=== Activity ===
Which lines of the records below contain the word "stay"? Show each one.

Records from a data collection
--------------------------------
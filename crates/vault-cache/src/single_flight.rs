//! A weight-bounded cache whose concurrent misses share one load.
//!
//! Each key moves through `Unloaded → Loading → {Present | Absent}`. The
//! first caller to miss a key installs a slot and runs the loader outside of
//! the cache lock; callers arriving while the slot is loading block on the
//! same slot and observe the same outcome. Present values stay cached until
//! evicted by weight or invalidated. Absent values and load errors are
//! dropped as soon as the load settles, so a later write becomes visible on
//! the next lookup.

use std::collections::{BTreeMap, HashMap};
use std::hash::Hash;
use std::sync::{Arc, Mutex, OnceLock};

use tracing::debug;

/// Result of a cache lookup that did not fail.
#[derive(Clone, Debug, PartialEq, Eq)]
pub enum Lookup<V> {
    Present(V),
    Absent,
}

impl<V> Lookup<V> {
    pub fn into_option(self) -> Option<V> {
        match self {
            Self::Present(v) => Some(v),
            Self::Absent => None,
        }
    }
}

impl<V> From<Option<V>> for Lookup<V> {
    fn from(value: Option<V>) -> Self {
        match value {
            Some(v) => Self::Present(v),
            None => Self::Absent,
        }
    }
}

/// Counters for one cache.
#[derive(Clone, Copy, Debug, Default, PartialEq, Eq)]
pub struct CacheStats {
    /// Lookups answered by a resolved entry or an in-flight load.
    pub hits: u64,
    /// Lookups that installed a new slot.
    pub misses: u64,
    /// Loader invocations.
    pub loads: u64,
    /// Entries dropped to stay within the weight budget.
    pub evictions: u64,
    pub invalidations: u64,
    pub entries: usize,
    pub weight: u64,
}

type Weigher<K, V> = Box<dyn Fn(&K, &V) -> u64 + Send + Sync>;

struct Slot<V, E> {
    cell: OnceLock<Result<Lookup<V>, E>>,
}

impl<V, E> Slot<V, E> {
    fn loading() -> Arc<Self> {
        Arc::new(Self {
            cell: OnceLock::new(),
        })
    }

    fn resolved(value: V) -> Arc<Self> {
        let cell = OnceLock::new();
        let _ = cell.set(Ok(Lookup::Present(value)));
        Arc::new(Self { cell })
    }
}

struct Entry<V, E> {
    slot: Arc<Slot<V, E>>,
    /// Recency tick; `None` while loading.
    tick: Option<u64>,
    weight: u64,
}

struct Inner<K, V, E> {
    entries: HashMap<K, Entry<V, E>>,
    /// Resolved entries by last access, oldest first.
    recency: BTreeMap<u64, K>,
    next_tick: u64,
    total_weight: u64,
    stats: CacheStats,
}

impl<K: Eq + Hash + Clone, V, E> Inner<K, V, E> {
    fn tick(&mut self) -> u64 {
        self.next_tick += 1;
        self.next_tick
    }

    fn touch(&mut self, key: &K) {
        let tick = self.tick();
        if let Some(entry) = self.entries.get_mut(key) {
            if let Some(old) = entry.tick.replace(tick) {
                self.recency.remove(&old);
            }
            self.recency.insert(tick, key.clone());
        }
    }

    fn remove(&mut self, key: &K) -> bool {
        match self.entries.remove(key) {
            Some(entry) => {
                if let Some(tick) = entry.tick {
                    self.recency.remove(&tick);
                    self.total_weight -= entry.weight;
                }
                true
            }
            None => false,
        }
    }

    fn evict_over(&mut self, max_weight: u64, name: &str) {
        while self.total_weight > max_weight {
            let Some((_, key)) = self.recency.pop_first() else {
                break;
            };
            if let Some(entry) = self.entries.remove(&key) {
                self.total_weight -= entry.weight;
                self.stats.evictions += 1;
            }
            debug!(cache = name, weight = self.total_weight, "evicted least recently used entry");
        }
    }
}

/// Single-flight, weight-bounded cache.
///
/// The weigher decides what the budget measures: bytes for content, `1` per
/// entry for small handles.
pub struct SingleFlightCache<K, V, E> {
    name: &'static str,
    max_weight: u64,
    weigher: Weigher<K, V>,
    inner: Mutex<Inner<K, V, E>>,
}

impl<K, V, E> SingleFlightCache<K, V, E>
where
    K: Eq + Hash + Clone,
    V: Clone,
    E: Clone,
{
    pub fn new<W>(name: &'static str, max_weight: u64, weigher: W) -> Self
    where
        W: Fn(&K, &V) -> u64 + Send + Sync + 'static,
    {
        Self {
            name,
            max_weight,
            weigher: Box::new(weigher),
            inner: Mutex::new(Inner {
                entries: HashMap::new(),
                recency: BTreeMap::new(),
                next_tick: 0,
                total_weight: 0,
                stats: CacheStats::default(),
            }),
        }
    }

    /// A cache bounded by entry count.
    pub fn with_capacity(name: &'static str, max_entries: u64) -> Self {
        Self::new(name, max_entries, |_, _| 1)
    }

    /// Look up `key`, running `load` if no entry or in-flight load exists.
    ///
    /// The loader runs without the cache lock held. At most one loader runs
    /// per key at a time; concurrent callers for that key wait for it.
    pub fn get_or_load<F>(&self, key: &K, load: F) -> Result<Lookup<V>, E>
    where
        F: FnOnce(&K) -> Result<Lookup<V>, E>,
    {
        let slot = {
            let mut inner = self.inner.lock().expect("cache lock poisoned");
            match inner.entries.get(key) {
                Some(entry) => {
                    let slot = Arc::clone(&entry.slot);
                    let resolved = entry.tick.is_some();
                    inner.stats.hits += 1;
                    if resolved {
                        inner.touch(key);
                    }
                    slot
                }
                None => {
                    let slot = Slot::loading();
                    inner.entries.insert(
                        key.clone(),
                        Entry {
                            slot: Arc::clone(&slot),
                            tick: None,
                            weight: 0,
                        },
                    );
                    inner.stats.misses += 1;
                    slot
                }
            }
        };

        let mut ran = false;
        let outcome = slot
            .cell
            .get_or_init(|| {
                ran = true;
                load(key)
            })
            .clone();
        self.settle(key, &slot, &outcome, ran);
        outcome
    }

    fn settle(&self, key: &K, slot: &Arc<Slot<V, E>>, outcome: &Result<Lookup<V>, E>, ran: bool) {
        let mut inner = self.inner.lock().expect("cache lock poisoned");
        if ran {
            inner.stats.loads += 1;
        }
        let ours = inner
            .entries
            .get(key)
            .is_some_and(|entry| Arc::ptr_eq(&entry.slot, slot));
        if !ours {
            // Invalidated or replaced while loading: the result is not cached.
            return;
        }
        match outcome {
            Ok(Lookup::Present(value)) => {
                let already_resolved = inner.entries.get(key).is_some_and(|e| e.tick.is_some());
                if already_resolved {
                    return;
                }
                let weight = (self.weigher)(key, value);
                if let Some(entry) = inner.entries.get_mut(key) {
                    entry.weight = weight;
                }
                inner.total_weight += weight;
                inner.touch(key);
                inner.evict_over(self.max_weight, self.name);
            }
            Ok(Lookup::Absent) | Err(_) => {
                inner.remove(key);
            }
        }
    }

    /// Insert a present value, replacing any entry or in-flight load.
    pub fn put(&self, key: K, value: V) {
        let weight = (self.weigher)(&key, &value);
        let mut inner = self.inner.lock().expect("cache lock poisoned");
        inner.remove(&key);
        inner.entries.insert(
            key.clone(),
            Entry {
                slot: Slot::resolved(value),
                tick: None,
                weight,
            },
        );
        inner.total_weight += weight;
        inner.touch(&key);
        inner.evict_over(self.max_weight, self.name);
    }

    /// Drop the entry for `key`. An in-flight load for it will not be cached.
    pub fn invalidate(&self, key: &K) {
        let mut inner = self.inner.lock().expect("cache lock poisoned");
        if inner.remove(key) {
            inner.stats.invalidations += 1;
        }
    }

    /// Returns the cached value without loading or touching recency.
    pub fn peek(&self, key: &K) -> Option<V> {
        let inner = self.inner.lock().expect("cache lock poisoned");
        let entry = inner.entries.get(key)?;
        entry.tick?;
        match entry.slot.cell.get() {
            Some(Ok(Lookup::Present(v))) => Some(v.clone()),
            _ => None,
        }
    }

    pub fn stats(&self) -> CacheStats {
        let inner = self.inner.lock().expect("cache lock poisoned");
        CacheStats {
            entries: inner.entries.len(),
            weight: inner.total_weight,
            ..inner.stats
        }
    }
}

impl<K, V, E> std::fmt::Debug for SingleFlightCache<K, V, E> {
    fn fmt(&self, f: &mut std::fmt::Formatter<'_>) -> std::fmt::Result {
        f.debug_struct("SingleFlightCache")
            .field("name", &self.name)
            .field("max_weight", &self.max_weight)
            .finish()
    }
}

#[cfg(test)]
mod tests {
    use std::sync::atomic::{AtomicUsize, Ordering};
    use std::sync::Barrier;
    use std::thread;
    use std::time::Duration;

    use super::*;

    type TestCache = SingleFlightCache<u32, String, String>;

    fn present(v: &str) -> Result<Lookup<String>, String> {
        Ok(Lookup::Present(v.to_string()))
    }

    #[test]
    fn present_values_are_cached() {
        let cache = TestCache::with_capacity("test", 10);
        let loads = AtomicUsize::new(0);
        for _ in 0..3 {
            let got = cache
                .get_or_load(&1, |_| {
                    loads.fetch_add(1, Ordering::SeqCst);
                    present("one")
                })
                .unwrap();
            assert_eq!(got, Lookup::Present("one".into()));
        }
        assert_eq!(loads.load(Ordering::SeqCst), 1);
        let stats = cache.stats();
        assert_eq!(stats.loads, 1);
        assert_eq!(stats.hits, 2);
        assert_eq!(stats.entries, 1);
    }

    #[test]
    fn absent_is_not_sticky() {
        let cache = TestCache::with_capacity("test", 10);
        assert_eq!(cache.get_or_load(&7, |_| Ok(Lookup::Absent)).unwrap(), Lookup::Absent);
        assert_eq!(cache.stats().entries, 0);
        assert_eq!(cache.get_or_load(&7, |_| present("late")).unwrap(), Lookup::Present("late".into()));
    }

    #[test]
    fn errors_are_not_cached() {
        let cache = TestCache::with_capacity("test", 10);
        assert_eq!(cache.get_or_load(&1, |_| Err("boom".to_string())), Err("boom".to_string()));
        assert_eq!(cache.get_or_load(&1, |_| present("ok")).unwrap(), Lookup::Present("ok".into()));
    }

    #[test]
    fn concurrent_misses_share_one_load() {
        let cache = Arc::new(TestCache::with_capacity("test", 10));
        let loads = Arc::new(AtomicUsize::new(0));
        let barrier = Arc::new(Barrier::new(16));
        let handles: Vec<_> = (0..16)
            .map(|_| {
                let cache = Arc::clone(&cache);
                let loads = Arc::clone(&loads);
                let barrier = Arc::clone(&barrier);
                thread::spawn(move || {
                    barrier.wait();
                    cache
                        .get_or_load(&42, |_| {
                            loads.fetch_add(1, Ordering::SeqCst);
                            thread::sleep(Duration::from_millis(100));
                            Ok(Lookup::Absent)
                        })
                        .unwrap()
                })
            })
            .collect();
        for handle in handles {
            assert_eq!(handle.join().unwrap(), Lookup::Absent);
        }
        assert_eq!(loads.load(Ordering::SeqCst), 1);
    }

    #[test]
    fn weight_budget_evicts_least_recently_used() {
        let cache: SingleFlightCache<u32, String, String> =
            SingleFlightCache::new("bytes", 10, |_, v: &String| v.len() as u64);
        cache.get_or_load(&1, |_| present("aaaa")).unwrap();
        cache.get_or_load(&2, |_| present("bbbb")).unwrap();
        // Touch 1 so that 2 is the oldest.
        cache.get_or_load(&1, |_| present("unused")).unwrap();
        cache.get_or_load(&3, |_| present("cccc")).unwrap();

        assert!(cache.peek(&1).is_some());
        assert!(cache.peek(&2).is_none());
        assert!(cache.peek(&3).is_some());
        let stats = cache.stats();
        assert_eq!(stats.evictions, 1);
        assert_eq!(stats.weight, 8);
    }

    #[test]
    fn oversized_value_is_returned_but_not_kept() {
        let cache: SingleFlightCache<u32, String, String> =
            SingleFlightCache::new("bytes", 3, |_, v: &String| v.len() as u64);
        let got = cache.get_or_load(&1, |_| present("too big")).unwrap();
        assert_eq!(got, Lookup::Present("too big".into()));
        assert_eq!(cache.stats().entries, 0);
        assert_eq!(cache.stats().weight, 0);
    }

    #[test]
    fn invalidation_during_load_discards_result() {
        let cache = Arc::new(TestCache::with_capacity("test", 10));
        let started = Arc::new(Barrier::new(2));
        let release = Arc::new(Barrier::new(2));
        let loader = {
            let cache = Arc::clone(&cache);
            let started = Arc::clone(&started);
            let release = Arc::clone(&release);
            thread::spawn(move || {
                cache
                    .get_or_load(&5, |_| {
                        started.wait();
                        release.wait();
                        present("stale")
                    })
                    .unwrap()
            })
        };
        started.wait();
        cache.invalidate(&5);
        release.wait();
        assert_eq!(loader.join().unwrap(), Lookup::Present("stale".into()));
        assert!(cache.peek(&5).is_none());
        assert_eq!(cache.get_or_load(&5, |_| present("fresh")).unwrap(), Lookup::Present("fresh".into()));
    }

    #[test]
    fn put_replaces_entry() {
        let cache = TestCache::with_capacity("test", 10);
        cache.get_or_load(&1, |_| present("old")).unwrap();
        cache.put(1, "new".into());
        assert_eq!(cache.peek(&1), Some("new".into()));
        assert_eq!(cache.stats().weight, 1);
    }

    #[test]
    fn capacity_bound_counts_entries() {
        let cache = TestCache::with_capacity("test", 2);
        for key in 0..5 {
            cache.get_or_load(&key, |k| present(&k.to_string())).unwrap();
        }
        let stats = cache.stats();
        assert_eq!(stats.entries, 2);
        assert_eq!(stats.evictions, 3);
        assert!(cache.peek(&4).is_some());
    }
}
--------------------------------
=== Finished exercise ===
//! same slot and observe the same outcome. Present values stay cached until
    /// Entries dropped to stay within the weight budget.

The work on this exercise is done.